The world building is stellar. This time most of the book is spent in Draskora as opposed to Silaise. There are dragons that fly overhead from mid book here and there, and there’s talk about them because Rakos, whilst masquerading as a farmer, is trying to get back to his beloved dragon, Sarka. Bellamy believes, as Rakos wants him to, that Sarka is Rakos’ sister.
I had a good laugh, as they became familiar with one another, that every time Rakos wanted Bell to play an instrument and sing a song, something would (mysteriously) happen that gave Bellamy a narrow escape.
I loved that Julien and Whisper show up so that the reader knows the family is worried about Bellamy. That Julien knows the right purple-eyed person to send into Draskora.
The magic bond between Bell and Rakos was lovely, interesting. Rakos has Tem magic and Bellamy, Sandry magic. It helps that Bell can see magic as well when it’s used, not something most can do.
The sight-sharing is gentler without the panicked rush of battle. Bell clasps his hand carefully, and just as carefully feeds a tendril of his magic into Rakos. There’s a moment where all they share is power. A tenuous tether. Rakos takes far too much pleasure in connecting with Bell like this. Then the world brightens, and Rakos can’t hold back a gasp.
I like that the characters get a dual POV. It makes the internal thoughts and actions clear for the reader. Both of them are easy to be inside the head of. They have very definite voices. Their individual POV progress the overall arc and romance.
There’s a bit of sex between two guys who are on the downlow and on the move. It’s organic to the story and Rakos and Bellamy work so, so well together.
Bellamy grew so much throughout, from the protected younger brother of Audric and Julien to a young man with belief and confidence in himself and his birth right. Loved that. Rakos was certain that this young ‘minstrel’ was going to be easy to get rid of as soon as possible but found out that these Silasian men are not easy to leave. Because Bell the minstrel helped him in the escape he feels like he owes it to him to get him to the nearest town, then he’ll leave him. Ha! That was never going to happen because romance and HEA.

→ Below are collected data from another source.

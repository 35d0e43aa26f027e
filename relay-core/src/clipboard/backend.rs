//! Clipboard access primitive.

use std::sync::{Arc, Mutex, MutexGuard, PoisonError};

use crate::error::RelayError;

/// Payload kinds the relay synchronizes.
#[derive(Debug, Clone, Copy, PartialEq, Eq, Hash)]
pub enum ClipboardFormat {
    /// UTF-8 text.
    Text,
    /// Encoded image bytes (PNG as far as the relay is concerned).
    Image,
}

/// Read and write access to one clipboard.
///
/// Calls may block; async callers run them on the blocking pool.
pub trait ClipboardBackend: Send + Sync {
    /// Prepare the backend. Safe to call more than once.
    fn init(&self) -> Result<(), RelayError>;

    /// Current contents in `format`, or `None` when there is nothing of
    /// that kind (or it could not be read).
    fn read(&self, format: ClipboardFormat) -> Option<Vec<u8>>;

    /// Replace the clipboard contents with `data`.
    fn write(&self, format: ClipboardFormat, data: &[u8]) -> Result<(), RelayError>;
}

#[derive(Debug, Default)]
struct MemoryState {
    text: Option<Vec<u8>>,
    image: Option<Vec<u8>>,
    inits: usize,
}

/// A process-local clipboard. Clones share the same contents.
#[derive(Debug, Clone, Default)]
pub struct MemoryClipboard {
    state: Arc<Mutex<MemoryState>>,
}

impl MemoryClipboard {
    pub fn new() -> Self {
        Self::default()
    }

    /// Place text on the clipboard as if a local application copied it.
    pub fn set_text(&self, text: impl Into<String>) {
        self.state().text = Some(text.into().into_bytes());
    }

    /// Place image bytes on the clipboard as if a local application copied them.
    pub fn set_image(&self, data: impl Into<Vec<u8>>) {
        self.state().image = Some(data.into());
    }

    pub fn text(&self) -> Option<String> {
        self.state()
            .text
            .as_ref()
            .map(|t| String::from_utf8_lossy(t).into_owned())
    }

    pub fn image(&self) -> Option<Vec<u8>> {
        self.state().image.clone()
    }

    /// How many times [`ClipboardBackend::init`] has been called.
    pub fn init_count(&self) -> usize {
        self.state().inits
    }

    fn state(&self) -> MutexGuard<'_, MemoryState> {
        self.state.lock().unwrap_or_else(PoisonError::into_inner)
    }
}

impl ClipboardBackend for MemoryClipboard {
    fn init(&self) -> Result<(), RelayError> {
        self.state().inits += 1;
        Ok(())
    }

    fn read(&self, format: ClipboardFormat) -> Option<Vec<u8>> {
        let state = self.state();
        match format {
            ClipboardFormat::Text => state.text.clone(),
            ClipboardFormat::Image => state.image.clone(),
        }
    }

    fn write(&self, format: ClipboardFormat, data: &[u8]) -> Result<(), RelayError> {
        let mut state = self.state();
        match format {
            ClipboardFormat::Text => state.text = Some(data.to_vec()),
            ClipboardFormat::Image => state.image = Some(data.to_vec()),
        }
        Ok(())
    }
}
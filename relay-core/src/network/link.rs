//! Stream-backed link with queues that outlive individual connections.
//!
//! A [`Link`] owns one outbound and one inbound frame queue. Each time a
//! byte stream is (re)established it is [`attach`](Link::attach)ed: a
//! writer task drains the outbound queue into the framed stream and a
//! reader task pushes decoded frames into the inbound queue. When the
//! stream dies both tasks stop and the [`LinkHandle`] reports it, while
//! the queues stay alive for the next attach.

use std::sync::Arc;

use bytes::Bytes;
use futures::{SinkExt, StreamExt};
use tokio::io::{AsyncRead, AsyncWrite};
use tokio::sync::{Mutex, mpsc};
use tokio::task::JoinHandle;
use tokio_util::codec::Framed;
use tokio_util::sync::CancellationToken;
use tracing::{Instrument, debug, info_span, warn};

use crate::codec::frame_codec;
use crate::network::transport::ChannelTransport;

/// Default depth of the inbound and outbound queues.
pub const DEFAULT_QUEUE_DEPTH: usize = 256;

/// Persistent frame queues plus the ability to bind them to a stream.
#[derive(Debug)]
pub struct Link {
    outbound_tx: mpsc::Sender<Vec<u8>>,
    outbound_rx: Arc<Mutex<mpsc::Receiver<Vec<u8>>>>,
    inbound_tx: mpsc::Sender<Vec<u8>>,
    max_frame: usize,
}

impl Link {
    /// Create a link and the receiver of its inbound queue.
    pub fn new(max_frame: usize, queue_depth: usize) -> (Self, mpsc::Receiver<Vec<u8>>) {
        let (outbound_tx, outbound_rx) = mpsc::channel(queue_depth);
        let (inbound_tx, inbound_rx) = mpsc::channel(queue_depth);
        let link = Self {
            outbound_tx,
            outbound_rx: Arc::new(Mutex::new(outbound_rx)),
            inbound_tx,
            max_frame,
        };
        (link, inbound_rx)
    }

    /// A transport that queues onto this link's outbound side.
    pub fn transport(&self) -> ChannelTransport {
        ChannelTransport::new(self.outbound_tx.clone())
    }

    /// Bind a freshly established stream to the link.
    ///
    /// A previous attachment must be closed first; the new writer waits
    /// until the old one has released the outbound queue.
    pub fn attach<S>(&self, stream: S) -> LinkHandle
    where
        S: AsyncRead + AsyncWrite + Send + Unpin + 'static,
    {
        let (mut sink, mut frames) = Framed::new(stream, frame_codec(self.max_frame)).split();
        let token = CancellationToken::new();

        // Writer task: outbound queue -> network
        let outbound = Arc::clone(&self.outbound_rx);
        let writer_token = token.clone();
        let writer = tokio::spawn(
            async move {
                let mut rx = tokio::select! {
                    _ = writer_token.cancelled() => return,
                    rx = outbound.lock() => rx,
                };
                loop {
                    tokio::select! {
                        _ = writer_token.cancelled() => break,
                        frame = rx.recv() => match frame {
                            Some(frame) => {
                                if let Err(e) = sink.send(Bytes::from(frame)).await {
                                    warn!("network write error: {e}");
                                    break;
                                }
                            }
                            // every transport handle was dropped
                            None => break,
                        },
                    }
                }
                writer_token.cancel();
            }
            .instrument(info_span!("link_writer")),
        );

        // Reader task: network -> inbound queue
        let inbound = self.inbound_tx.clone();
        let reader_token = token.clone();
        let reader = tokio::spawn(
            async move {
                loop {
                    tokio::select! {
                        _ = reader_token.cancelled() => break,
                        next = frames.next() => match next {
                            Some(Ok(frame)) => {
                                if inbound.send(frame.to_vec()).await.is_err() {
                                    // inbound receiver was dropped, stop reading
                                    break;
                                }
                            }
                            Some(Err(e)) => {
                                warn!("network read error: {e}");
                                break;
                            }
                            None => {
                                debug!("peer closed the stream");
                                break;
                            }
                        },
                    }
                }
                reader_token.cancel();
            }
            .instrument(info_span!("link_reader")),
        );

        LinkHandle {
            token,
            reader,
            writer,
        }
    }
}

/// Observes and controls one attachment of a [`Link`].
#[derive(Debug)]
pub struct LinkHandle {
    token: CancellationToken,
    reader: JoinHandle<()>,
    writer: JoinHandle<()>,
}

impl LinkHandle {
    /// Resolves once the attached stream is lost or closed.
    pub async fn closed(&self) {
        self.token.cancelled().await;
    }

    /// Whether the attachment has ended.
    pub fn is_closed(&self) -> bool {
        self.token.is_cancelled()
    }

    /// Tear the attachment down and wait for both tasks to finish.
    pub async fn close(self) {
        self.token.cancel();
        let _ = self.reader.await;
        let _ = self.writer.await;
    }
}

#[cfg(test)]
mod tests {
    use super::*;
    use crate::network::Transport;
    use std::time::Duration;

    #[tokio::test]
    async fn frames_cross_a_duplex_stream() {
        let (a, b) = tokio::io::duplex(64 * 1024);
        let (left, _left_in) = Link::new(1024, 16);
        let (right, mut right_in) = Link::new(1024, 16);
        let _h1 = left.attach(a);
        let _h2 = right.attach(b);

        left.transport().send(b"one".to_vec()).await.unwrap();
        left.transport().send(b"two".to_vec()).await.unwrap();

        assert_eq!(right_in.recv().await.unwrap(), b"one");
        assert_eq!(right_in.recv().await.unwrap(), b"two");
    }

    #[tokio::test]
    async fn peer_drop_closes_handle() {
        let (a, b) = tokio::io::duplex(1024);
        let (link, _inbound) = Link::new(1024, 16);
        let handle = link.attach(a);
        drop(b);
        tokio::time::timeout(Duration::from_secs(5), handle.closed())
            .await
            .expect("link should close when the peer goes away");
        assert!(handle.is_closed());
    }

    #[tokio::test]
    async fn queued_frames_survive_reattach() {
        let (link, _inbound) = Link::new(1024, 16);
        let transport = link.transport();

        let (a, b) = tokio::io::duplex(1024);
        let first = link.attach(a);
        drop(b);
        first.closed().await;
        first.close().await;

        // queued while disconnected
        transport.send(b"late".to_vec()).await.unwrap();

        let (c, d) = tokio::io::duplex(1024);
        let _second = link.attach(c);
        let (peer, mut peer_in) = Link::new(1024, 16);
        let _peer_handle = peer.attach(d);

        let frame = tokio::time::timeout(Duration::from_secs(5), peer_in.recv())
            .await
            .unwrap()
            .unwrap();
        assert_eq!(frame, b"late");
    }
}
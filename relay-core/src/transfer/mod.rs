//! Chunked file transfer over the control channel.
//!
//! | Module    | Purpose                                          |
//! |-----------|--------------------------------------------------|
//! | `session` | One inbound transfer: file handle and counters   |
//! | `engine`  | Session table, sending side, idle sweeping       |

pub mod engine;
pub mod session;

use std::path::PathBuf;
use std::time::Duration;

pub use engine::TransferEngine;
pub use session::{TransferSession, TransferState};

use crate::protocol::DEFAULT_CHUNK_SIZE;

/// Knobs for a [`TransferEngine`].
#[derive(Debug, Clone, PartialEq, Eq)]
pub struct TransferConfig {
    /// Where received files are written.
    pub download_dir: PathBuf,
    /// Root that peer `request_file` paths resolve against; `None` refuses them.
    pub share_dir: Option<PathBuf>,
    /// Payload bytes per outgoing `file_chunk`.
    pub chunk_size: usize,
    /// Sessions without traffic for this long are failed by the sweeper.
    pub idle_timeout: Option<Duration>,
    pub sweep_interval: Duration,
    /// Fail completions whose byte count differs from the announced size.
    pub verify_size: bool,
}

impl Default for TransferConfig {
    fn default() -> Self {
        Self {
            download_dir: PathBuf::from("downloads"),
            share_dir: None,
            chunk_size: DEFAULT_CHUNK_SIZE,
            idle_timeout: Some(Duration::from_secs(120)),
            sweep_interval: Duration::from_secs(10),
            verify_size: true,
        }
    }
}

/// Observable progress of inbound and outbound transfers.
#[derive(Debug, Clone, PartialEq, Eq)]
pub enum TransferEvent {
    /// An inbound session was opened.
    Started {
        id: String,
        filename: String,
        size: u64,
    },
    /// An inbound session crossed a 10% threshold.
    Progress {
        id: String,
        percent: u8,
        bytes_received: u64,
        expected_size: u64,
    },
    /// An inbound file was written completely and acknowledged.
    Completed {
        id: String,
        path: PathBuf,
        bytes: u64,
    },
    /// A session (either direction) was aborted.
    Failed { id: String, error: String },
    /// The peer acknowledged one of our uploads.
    Acknowledged { id: String },
    /// All envelopes for an upload were handed to the transport.
    Sent { id: String, bytes: u64, chunks: u64 },
}
//! Relay agent entry point.
//!
//! ```text
//! relay-agent                    Serve in the foreground
//! relay-agent --config <path>    Load a custom config TOML
//! relay-agent --address <addr>   Override the bind address
//! relay-agent --gen-config       Write default config to stdout
//! ```

use std::path::PathBuf;

use clap::Parser;
use tracing::info;
use tracing_subscriber::EnvFilter;

use relay_agent::service::AgentService;
use relay_core::RelayConfig;

// ── CLI ──────────────────────────────────────────────────────────

#[derive(Parser, Debug)]
#[command(name = "relay-agent", about = "Relay agent: file transfer and clipboard sync")]
struct Cli {
    /// Path to configuration TOML file.
    #[arg(short, long, default_value = "relay-agent.toml")]
    config: PathBuf,

    /// Address to listen on (overrides `network.address`).
    #[arg(short, long)]
    address: Option<String>,

    /// Print the default configuration to stdout and exit.
    #[arg(long)]
    gen_config: bool,
}

// ── Main ─────────────────────────────────────────────────────────

#[tokio::main]
async fn main() -> Result<(), Box<dyn std::error::Error>> {
    let cli = Cli::parse();

    if cli.gen_config {
        println!("{}", RelayConfig::default_toml()?);
        return Ok(());
    }

    let mut config = RelayConfig::load(&cli.config);
    if let Some(address) = cli.address {
        config.network.address = address;
    }

    let filter = EnvFilter::try_from_default_env()
        .unwrap_or_else(|_| EnvFilter::new(&config.logging.level));
    tracing_subscriber::fmt().with_env_filter(filter).init();

    info!("relay-agent v{}", env!("CARGO_PKG_VERSION"));
    info!("address: {}", config.network.address);
    info!("download dir: {}", config.transfer.download_dir.display());
    match &config.transfer.share_dir {
        Some(dir) => info!("share dir: {}", dir.display()),
        None => info!("share dir: none (file requests refused)"),
    }
    info!("clipboard sync: {}", config.clipboard.enabled);

    let service = AgentService::new(config);
    let stop = service.stop_handle();

    tokio::spawn(async move {
        tokio::signal::ctrl_c().await.ok();
        info!("Ctrl-C received, shutting down");
        stop.cancel();
    });

    service.run().await?;

    Ok(())
}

I picked up Tavia Lark for the first time this year – one of the best things I did. I’m loving this series so far. It is well written and edited. It has fantastic characters, excellent world building, interesting arcs, multidimensional storytelling, and the pacing is spot on. Prince in Disguise is another 5 Star read from me. I’m very much looking forward to book #3, Prince and Pawn because I really like the sound of that blurb. The downside is I have to wait until January 2023 for it. *Sad, SAD face.